Chin, 82, said she began work on the project one year ago. It gives insight into the sexism she faced in a male-dominated industry, especially in the early days of VP Records which she co-founded in 1979 with her husband Vincent.
“My book will shed some light on that. It’s a story I felt should be told,” she said.
Pat was a trainee nurse when she met Vincent (also known as Randy) in the late 1950s. He fixed jukeboxes throughout Kingston, Jamaica’s capital, and was about to enter the music business as a producer.
Her grandparents, who were from China, settled in Portland, a parish in eastern Jamaica, during the early 1900s. Vincent’s father was Chinese and his mother black.
They made a formidable team by establishing Randy’s record label and recording studio in downtown Kingston. It was the hub for top artists like The Wailers, Lord Creator, The Skatalites, Augustus Pablo and Burning Spear.

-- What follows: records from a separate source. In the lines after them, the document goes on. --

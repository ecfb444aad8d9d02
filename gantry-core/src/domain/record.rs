//! Pipeline record domain types
//!
//! A pipeline record is one execution of a pipeline. It is created when a run
//! is requested, mutated only by the worker's stage manager while the run is in
//! flight, and immutable once it reaches a terminal status.

use chrono::{DateTime, Utc};
use serde::{Deserialize, Serialize};
use std::collections::HashSet;
use std::fmt;
use uuid::Uuid;

/// Status shared by records, stages and tasks
#[derive(Debug, Clone, Copy, PartialEq, Eq, Hash, Default, Serialize, Deserialize)]
pub enum Status {
    #[default]
    Pending,
    Running,
    Success,
    Failed,
    Aborted,
}

impl Status {
    /// Whether the status can no longer change
    pub fn is_terminal(self) -> bool {
        matches!(self, Status::Success | Status::Failed | Status::Aborted)
    }
}

impl fmt::Display for Status {
    fn fmt(&self, f: &mut fmt::Formatter<'_>) -> fmt::Result {
        match self {
            Status::Pending => write!(f, "Pending"),
            Status::Running => write!(f, "Running"),
            Status::Success => write!(f, "Success"),
            Status::Failed => write!(f, "Failed"),
            Status::Aborted => write!(f, "Aborted"),
        }
    }
}

/// Named phases of a pipeline run, in execution order
#[derive(Debug, Clone, Copy, PartialEq, Eq, Hash, PartialOrd, Ord, Serialize, Deserialize)]
#[serde(rename_all = "camelCase")]
pub enum StageName {
    CodeCheckout,
    Package,
    ImageBuild,
    IntegrationTest,
    ImageRelease,
    #[serde(rename = "createSCMTag")]
    CreateScmTag,
}

impl StageName {
    /// All stages in their fixed execution order
    pub const ORDER: [StageName; 6] = [
        StageName::CodeCheckout,
        StageName::Package,
        StageName::ImageBuild,
        StageName::IntegrationTest,
        StageName::ImageRelease,
        StageName::CreateScmTag,
    ];

    /// Wire name, as used in log stream query strings and log file names
    pub fn as_str(self) -> &'static str {
        match self {
            StageName::CodeCheckout => "codeCheckout",
            StageName::Package => "package",
            StageName::ImageBuild => "imageBuild",
            StageName::IntegrationTest => "integrationTest",
            StageName::ImageRelease => "imageRelease",
            StageName::CreateScmTag => "createSCMTag",
        }
    }

    /// Human readable description used in stage log markers and error messages
    pub fn description(self) -> &'static str {
        match self {
            StageName::CodeCheckout => "Code checkout",
            StageName::Package => "Package",
            StageName::ImageBuild => "Build image",
            StageName::IntegrationTest => "Integration test",
            StageName::ImageRelease => "Push image",
            StageName::CreateScmTag => "Create SCM tag",
        }
    }

    /// Parses a wire name back into a stage
    pub fn parse(s: &str) -> Option<Self> {
        Self::ORDER.into_iter().find(|stage| stage.as_str() == s)
    }
}

impl fmt::Display for StageName {
    fn fmt(&self, f: &mut fmt::Formatter<'_>) -> fmt::Result {
        f.write_str(self.as_str())
    }
}

/// Status, start and end time of one stage
#[derive(Debug, Clone, Default, PartialEq, Serialize, Deserialize)]
pub struct GeneralStageStatus {
    pub status: Status,
    pub start_time: Option<DateTime<Utc>>,
    pub end_time: Option<DateTime<Utc>>,
}

/// One commit as reported by the SCM after checkout
#[derive(Debug, Clone, Default, PartialEq, Serialize, Deserialize)]
pub struct CommitLog {
    pub id: String,
    pub author: String,
    pub date: Option<DateTime<Utc>>,
    pub message: String,
}

/// Commits of the main repository and its dependent repositories
#[derive(Debug, Clone, Default, PartialEq, Serialize, Deserialize)]
pub struct Commits {
    pub main_repo: Option<CommitLog>,
    #[serde(default)]
    pub dep_repos: Vec<CommitLog>,
}

/// Code checkout status, which also carries the checked-out commits
#[derive(Debug, Clone, Default, PartialEq, Serialize, Deserialize)]
pub struct CodeCheckoutStageStatus {
    #[serde(flatten)]
    pub general: GeneralStageStatus,
    #[serde(default)]
    pub commits: Commits,
    pub version: Option<String>,
}

/// Status of one parallel unit of work inside a fan-out stage
#[derive(Debug, Clone, Default, PartialEq, Serialize, Deserialize)]
pub struct TaskStatus {
    pub name: String,
    /// Image reference produced (built or pushed) by the task
    pub image: Option<String>,
    pub status: Status,
    pub start_time: Option<DateTime<Utc>>,
    pub end_time: Option<DateTime<Utc>>,
}

impl TaskStatus {
    /// Creates a pending task entry
    pub fn pending(name: impl Into<String>) -> Self {
        Self {
            name: name.into(),
            ..Default::default()
        }
    }
}

/// Status of a fan-out stage (image build, image release)
#[derive(Debug, Clone, Default, PartialEq, Serialize, Deserialize)]
pub struct FanOutStageStatus {
    #[serde(flatten)]
    pub general: GeneralStageStatus,
    #[serde(default)]
    pub tasks: Vec<TaskStatus>,
}

impl FanOutStageStatus {
    /// Images produced by the tasks that succeeded, in task order
    pub fn succeeded_images(&self) -> Vec<String> {
        self.tasks
            .iter()
            .filter(|t| t.status == Status::Success)
            .filter_map(|t| t.image.clone())
            .collect()
    }
}

/// Per-stage status of a pipeline record
///
/// A stage that was never executed stays `None`.
#[derive(Debug, Clone, Default, PartialEq, Serialize, Deserialize)]
pub struct StageStatus {
    pub code_checkout: Option<CodeCheckoutStageStatus>,
    pub package: Option<GeneralStageStatus>,
    pub image_build: Option<FanOutStageStatus>,
    pub integration_test: Option<GeneralStageStatus>,
    pub image_release: Option<FanOutStageStatus>,
    #[serde(rename = "createSCMTag")]
    pub create_scm_tag: Option<GeneralStageStatus>,
}

impl StageStatus {
    /// Returns the general status of a stage, if the stage has been touched
    pub fn general(&self, stage: StageName) -> Option<&GeneralStageStatus> {
        match stage {
            StageName::CodeCheckout => self.code_checkout.as_ref().map(|s| &s.general),
            StageName::Package => self.package.as_ref(),
            StageName::ImageBuild => self.image_build.as_ref().map(|s| &s.general),
            StageName::IntegrationTest => self.integration_test.as_ref(),
            StageName::ImageRelease => self.image_release.as_ref().map(|s| &s.general),
            StageName::CreateScmTag => self.create_scm_tag.as_ref(),
        }
    }

    /// Returns the general status of a stage, creating the stage entry if needed
    pub fn general_mut(&mut self, stage: StageName) -> &mut GeneralStageStatus {
        match stage {
            StageName::CodeCheckout => &mut self.code_checkout.get_or_insert_with(Default::default).general,
            StageName::Package => self.package.get_or_insert_with(Default::default),
            StageName::ImageBuild => &mut self.image_build.get_or_insert_with(Default::default).general,
            StageName::IntegrationTest => self.integration_test.get_or_insert_with(Default::default),
            StageName::ImageRelease => &mut self.image_release.get_or_insert_with(Default::default).general,
            StageName::CreateScmTag => self.create_scm_tag.get_or_insert_with(Default::default),
        }
    }

    /// Returns the task list of a fan-out stage
    pub fn tasks_mut(&mut self, stage: StageName) -> Option<&mut Vec<TaskStatus>> {
        match stage {
            StageName::ImageBuild => Some(&mut self.image_build.get_or_insert_with(Default::default).tasks),
            StageName::ImageRelease => {
                Some(&mut self.image_release.get_or_insert_with(Default::default).tasks)
            }
            _ => None,
        }
    }
}

/// Immutable run configuration, fixed when the run is enqueued
#[derive(Debug, Clone, Default, PartialEq, Serialize, Deserialize)]
pub struct PerformParams {
    /// Git ref to check out, e.g. `master` or `refs/tags/v1.0`
    #[serde(rename = "ref")]
    pub reference: String,
    /// Stages requested for this run; `Package` always runs regardless
    #[serde(default)]
    pub stages: Vec<StageName>,
    #[serde(default, rename = "createSCMTag")]
    pub create_scm_tag: bool,
    #[serde(default)]
    pub cache_dependency: bool,
    #[serde(default)]
    pub description: String,
}

impl PerformParams {
    /// Requested stages as a set
    pub fn stage_set(&self) -> HashSet<StageName> {
        self.stages.iter().copied().collect()
    }

    /// Whether an optional stage was requested
    pub fn requests(&self, stage: StageName) -> bool {
        match stage {
            StageName::CodeCheckout | StageName::Package => true,
            StageName::CreateScmTag => self.create_scm_tag || self.stages.contains(&stage),
            _ => self.stages.contains(&stage),
        }
    }
}

/// One execution of a pipeline
#[derive(Debug, Clone, PartialEq, Serialize, Deserialize)]
pub struct PipelineRecord {
    pub id: Uuid,
    /// Version name; filled from the checked-out commit when left empty
    #[serde(default)]
    pub name: String,
    pub pipeline_id: Uuid,
    /// What triggered the run (manual, webhook, cron...)
    #[serde(default)]
    pub trigger: String,
    pub perform_params: PerformParams,
    #[serde(default)]
    pub stage_status: StageStatus,
    pub status: Status,
    pub start_time: Option<DateTime<Utc>>,
    pub end_time: Option<DateTime<Utc>>,
    #[serde(default)]
    pub error_message: String,
}

impl PipelineRecord {
    /// Creates a pending record for a new run
    pub fn new(pipeline_id: Uuid, perform_params: PerformParams, trigger: impl Into<String>) -> Self {
        Self {
            id: Uuid::new_v4(),
            name: String::new(),
            pipeline_id,
            trigger: trigger.into(),
            perform_params,
            stage_status: StageStatus::default(),
            status: Status::Pending,
            start_time: None,
            end_time: None,
            error_message: String::new(),
        }
    }

    pub fn is_terminal(&self) -> bool {
        self.status.is_terminal()
    }
}

#[cfg(test)]
mod tests {
    use super::*;

    #[test]
    fn test_status_terminal() {
        assert!(!Status::Pending.is_terminal());
        assert!(!Status::Running.is_terminal());
        assert!(Status::Success.is_terminal());
        assert!(Status::Failed.is_terminal());
        assert!(Status::Aborted.is_terminal());
    }

    #[test]
    fn test_stage_name_wire_format() {
        assert_eq!(
            serde_json::to_string(&StageName::CreateScmTag).unwrap(),
            "\"createSCMTag\""
        );
        assert_eq!(
            serde_json::to_string(&StageName::ImageBuild).unwrap(),
            "\"imageBuild\""
        );
        for stage in StageName::ORDER {
            assert_eq!(StageName::parse(stage.as_str()), Some(stage));
        }
        assert_eq!(StageName::parse("codeScan"), None);
    }

    #[test]
    fn test_package_and_checkout_always_requested() {
        let params = PerformParams {
            reference: "master".to_string(),
            stages: vec![StageName::ImageBuild],
            ..Default::default()
        };

        assert!(params.requests(StageName::CodeCheckout));
        assert!(params.requests(StageName::Package));
        assert!(params.requests(StageName::ImageBuild));
        assert!(!params.requests(StageName::IntegrationTest));
        assert!(!params.requests(StageName::CreateScmTag));
    }

    #[test]
    fn test_scm_tag_requested_by_flag() {
        let params = PerformParams {
            create_scm_tag: true,
            ..Default::default()
        };
        assert!(params.requests(StageName::CreateScmTag));
    }

    #[test]
    fn test_untouched_stages_stay_absent() {
        let mut status = StageStatus::default();
        status.general_mut(StageName::Package).status = Status::Running;

        assert!(status.general(StageName::Package).is_some());
        assert!(status.general(StageName::IntegrationTest).is_none());
        assert!(status.image_release.is_none());
    }

    #[test]
    fn test_succeeded_images() {
        let mut stage = FanOutStageStatus::default();
        stage.tasks = vec![
            TaskStatus {
                name: "a".into(),
                image: Some("a:v1".into()),
                status: Status::Success,
                ..Default::default()
            },
            TaskStatus {
                name: "b".into(),
                image: Some("b:v1".into()),
                status: Status::Failed,
                ..Default::default()
            },
        ];

        assert_eq!(stage.succeeded_images(), vec!["a:v1".to_string()]);
    }

    #[test]
    fn test_perform_params_wire_names() {
        let params: PerformParams = serde_json::from_value(serde_json::json!({
            "ref": "master",
            "stages": ["codeCheckout", "package"],
            "createSCMTag": true
        }))
        .unwrap();

        assert_eq!(params.reference, "master");
        assert_eq!(params.stages, vec![StageName::CodeCheckout, StageName::Package]);
        assert!(params.create_scm_tag);
        assert!(!params.cache_dependency);
    }
}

Miss Pat, as she is known in music circles, believes more Jamaicans should document their country’s music history.
“People will write it and don’t write it good. I hope as we go further we’ll have many more people writing about our culture to preserve it. We have to preserve it,” she stated.
Vincent Chin died in 2003 at age 65, but he lived long enough to see the independent company he and his wife started 41 years ago, become a powerhouse, with their children Chris, Randy and Angela holding senior positions.
VP Records has distributed the biggest names in dancehall/reggae, from Beenie Man to Beres Hammond, Garnet Silk, Lady Saw, Etana, Wayne Wonder and Sean Paul.
Pat Chin says generosity was her husband’s most commendable trait.
“My husband was a sociable person, he never under-rated people. He mingled a lot with the ones who never have it.”